**What you have to do**
Copy every line of the listing exactly.

**Extracted data**
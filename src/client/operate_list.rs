use std::collections::HashSet;

use async_stream::try_stream;
use futures::stream::BoxStream;
use futures_util::{stream, StreamExt, TryStreamExt};
use tracing::debug;

use super::Client;
use crate::error::{Error, Result};
use crate::retry::with_retry;
use crate::types::{ListBucketResult, ListObjectsArgs, ListingPage, ObjectRecord};

/// Listing operations.
impl Client {
    /// Fetch a single `ListObjectsV2` page, retrying transient failures.
    /// ## Example
    /// ```rust
    /// use rgw_dl::types::ListObjectsArgs;
    /// # use rgw_dl::Client;
    /// # async fn example(client: Client){
    /// let args = ListObjectsArgs::new().prefix("SDC3/").delimiter(Some("/"));
    /// let page = client.list_page(args).await;
    /// # }
    /// ```
    pub async fn list_page(&self, args: ListObjectsArgs) -> Result<ListingPage> {
        let querys = args.args_query_map();
        let res: ListBucketResult = with_retry(self.config().retry(), "list_objects", || {
            self.executor().querys(querys.clone()).send_xml_ok()
        })
        .await?;
        let page = ListingPage::try_from(res)?;
        debug!(
            prefix = args.prefix.as_deref().unwrap_or(""),
            objects = page.records.len(),
            prefixes = page.common_prefixes.len(),
            truncated = !page.is_last(),
            "listed page"
        );
        Ok(page)
    }

    /// Lazily walk every page under `prefix`.
    ///
    /// A page is only requested once the previous one has been consumed. The
    /// stream fails with [`Error::ProtocolError`] as soon as the server hands
    /// back a continuation token it already issued in this walk.
    pub fn list_pages<P>(&self, prefix: P, delimiter: Option<&str>) -> BoxStream<'static, Result<ListingPage>>
    where
        P: Into<String>,
    {
        let client = self.clone();
        let prefix: String = prefix.into();
        let delimiter = delimiter.map(str::to_string);
        let max_keys = self.config().max_keys();
        let stm = try_stream! {
            let mut token: Option<String> = None;
            let mut seen: HashSet<String> = HashSet::new();
            loop {
                let args = ListObjectsArgs::new()
                    .prefix(prefix.as_str())
                    .delimiter(delimiter.as_deref())
                    .continuation_token(token.take())
                    .max_keys(max_keys);
                let page = client.list_page(args).await?;
                let next = page.continuation_token.clone();
                yield page;
                match next {
                    None => break,
                    Some(next) => {
                        if !seen.insert(next.clone()) {
                            Err::<(), Error>(Error::ProtocolError(format!(
                                "continuation token `{}` repeated, listing of `{}` is not advancing",
                                next, prefix
                            )))?;
                        }
                        token = Some(next);
                    }
                }
            }
        };
        stm.boxed()
    }

    /// Reads all objects starting with the prefix, recursively.
    /// Returns an async stream of [ObjectRecord] in server order.
    /// Directory placeholder keys are skipped.
    /// ## Example
    /// ```rust
    /// # use rgw_dl::Client;
    /// use futures_util::StreamExt;
    ///
    /// # async fn example(client: Client){
    /// let mut objs = client.list_objects_stream("SDC3/image/");
    /// while let Some(obj) = objs.next().await {
    ///  // .....
    /// }
    /// # }
    /// ```
    pub fn list_objects_stream<P>(&self, prefix: P) -> BoxStream<'static, Result<ObjectRecord>>
    where
        P: Into<String>,
    {
        self.list_pages(prefix, None)
            .map_ok(|page| {
                stream::iter(
                    page.records
                        .into_iter()
                        .filter(|r| !r.is_directory_marker())
                        .map(Ok),
                )
            })
            .try_flatten()
            .boxed()
    }

    /// Sub-prefixes one level below `prefix`, using `/` as delimiter.
    pub fn list_common_prefixes<P>(&self, prefix: P) -> BoxStream<'static, Result<String>>
    where
        P: Into<String>,
    {
        self.list_pages(prefix, Some("/"))
            .map_ok(|page| stream::iter(page.common_prefixes.into_iter().map(Ok)))
            .try_flatten()
            .boxed()
    }

    /// Folders and files directly under `prefix`, both sorted by key.
    pub async fn list_top_level(&self, prefix: &str) -> Result<(Vec<String>, Vec<ObjectRecord>)> {
        let mut folders = Vec::new();
        let mut files = Vec::new();
        let mut pages = self.list_pages(prefix, Some("/"));
        while let Some(page) = pages.try_next().await? {
            folders.extend(page.common_prefixes);
            files.extend(page.records.into_iter().filter(|r| !r.is_directory_marker()));
        }
        folders.sort();
        files.sort_by(|a, b| a.key.cmp(&b.key));
        Ok((folders, files))
    }

    /// List several independent prefixes, at most `concurrency` at a time.
    ///
    /// Order is preserved within a prefix but not across prefixes.
    pub fn list_prefixes_parallel(
        &self,
        prefixes: Vec<String>,
        concurrency: usize,
    ) -> BoxStream<'static, Result<ObjectRecord>> {
        debug!(prefix_count = prefixes.len(), concurrency, "parallel listing");
        let client = self.clone();
        stream::iter(prefixes)
            .map(move |prefix| client.list_objects_stream(prefix))
            .flatten_unordered(concurrency.max(1))
            .boxed()
    }
}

**Task answer**
filename src/client/operate_list.rs
use std::collections::HashSet;

use async_stream::try_stream;
use futures::stream::BoxStream;
use futures_util::{stream, StreamExt, TryStreamExt};
use tracing::debug;

use super::Client;
use crate::error::{Error, Result};
use crate::retry::with_retry;
use crate::types::{ListBucketResult, ListObjectsArgs, ListingPage, ObjectRecord};

/// Listing operations.
impl Client {
    /// Fetch a single `ListObjectsV2` page, retrying transient failures.
    /// ## Example
    /// ```rust
    /// use rgw_dl::types::ListObjectsArgs;
    /// # use rgw_dl::Client;
    /// # async fn example(client: Client){
    /// let args = ListObjectsArgs::new().prefix("SDC3/").delimiter(Some("/"));
    /// let page = client.list_page(args).await;
    /// # }
    /// ```
    pub async fn list_page(&self, args: ListObjectsArgs) -> Result<ListingPage> {
        let querys = args.args_query_map();
        let res: ListBucketResult = with_retry(self.config().retry(), "list_objects", || {
            self.executor().querys(querys.clone()).send_xml_ok()
        })
        .await?;
        let page = ListingPage::try_from(res)?;
        debug!(
            prefix = args.prefix.as_deref().unwrap_or(""),
            objects = page.records.len(),
            prefixes = page.common_prefixes.len(),
            truncated = !page.is_last(),
            "listed page"
        );
        Ok(page)
    }

    /// Lazily walk every page under `prefix`.
    ///
    /// A page is only requested once the previous one has been consumed. The
    /// stream fails with [`Error::ProtocolError`] as soon as the server hands
    /// back a continuation token it already issued in this walk.
    pub fn list_pages<P>(&self, prefix: P, delimiter: Option<&str>) -> BoxStream<'static, Result<ListingPage>>
    where
        P: Into<String>,
    {
        let client = self.clone();
        let prefix: String = prefix.into();
        let delimiter = delimiter.map(str::to_string);
        let max_keys = self.config().max_keys();
        let stm = try_stream! {
            let mut token: Option<String> = None;
            let mut seen: HashSet<String> = HashSet::new();
            loop {
                let args = ListObjectsArgs::new()
                    .prefix(prefix.as_str())
                    .delimiter(delimiter.as_deref())
                    .continuation_token(token.take())
                    .max_keys(max_keys);
                let page = client.list_page(args).await?;
                let next = page.continuation_token.clone();
                yield page;
                match next {
                    None => break,
                    Some(next) => {
                        if !seen.insert(next.clone()) {
                            Err::<(), Error>(Error::ProtocolError(format!(
                                "continuation token `{}` repeated, listing of `{}` is not advancing",
                                next, prefix
                            )))?;
                        }
                        token = Some(next);
                    }
                }
            }
        };
        stm.boxed()
    }

    /// Reads all objects starting with the prefix, recursively.
    /// Returns an async stream of [ObjectRecord] in server order.
    /// Directory placeholder keys are skipped.
    /// ## Example
    /// ```rust
    /// # use rgw_dl::Client;
    /// use futures_util::StreamExt;
    ///
    /// # async fn example(client: Client){
    /// let mut objs = client.list_objects_stream("SDC3/image/");
    /// while let Some(obj) = objs.next().await {
    ///  // .....
    /// }
    /// # }
    /// ```
    pub fn list_objects_stream<P>(&self, prefix: P) -> BoxStream<'static, Result<ObjectRecord>>
    where
        P: Into<String>,
    {
        self.list_pages(prefix, None)
            .map_ok(|page| {
                stream::iter(
                    page.records
                        .into_iter()
                        .filter(|r| !r.is_directory_marker())
                        .map(Ok),
                )
            })
            .try_flatten()
            .boxed()
    }

    /// Sub-prefixes one level below `prefix`, using `/` as delimiter.
    pub fn list_common_prefixes<P>(&self, prefix: P) -> BoxStream<'static, Result<String>>
    where
        P: Into<String>,
    {
        self.list_pages(prefix, Some("/"))
            .map_ok(|page| stream::iter(page.common_prefixes.into_iter().map(Ok)))
            .try_flatten()
            .boxed()
    }

    /// Folders and files directly under `prefix`, both sorted by key.
    pub async fn list_top_level(&self, prefix: &str) -> Result<(Vec<String>, Vec<ObjectRecord>)> {
        let mut folders = Vec::new();
        let mut files = Vec::new();
        let mut pages = self.list_pages(prefix, Some("/"));
        while let Some(page) = pages.try_next().await? {
            folders.extend(page.common_prefixes);
            files.extend(page.records.into_iter().filter(|r| !r.is_directory_marker()));
        }
        folders.sort();
        files.sort_by(|a, b| a.key.cmp(&b.key));
        Ok((folders, files))
    }

    /// List several independent prefixes, at most `concurrency` at a time.
    ///
    /// Order is preserved within a prefix but not across prefixes.
    pub fn list_prefixes_parallel(
        &self,
        prefixes: Vec<String>,
        concurrency: usize,
    ) -> BoxStream<'static, Result<ObjectRecord>> {
        debug!(prefix_count = prefixes.len(), concurrency, "parallel listing");
        let client = self.clone();
        stream::iter(prefixes)
            .map(move |prefix| client.list_objects_stream(prefix))
            .flatten_unordered(concurrency.max(1))
            .boxed()
    }
}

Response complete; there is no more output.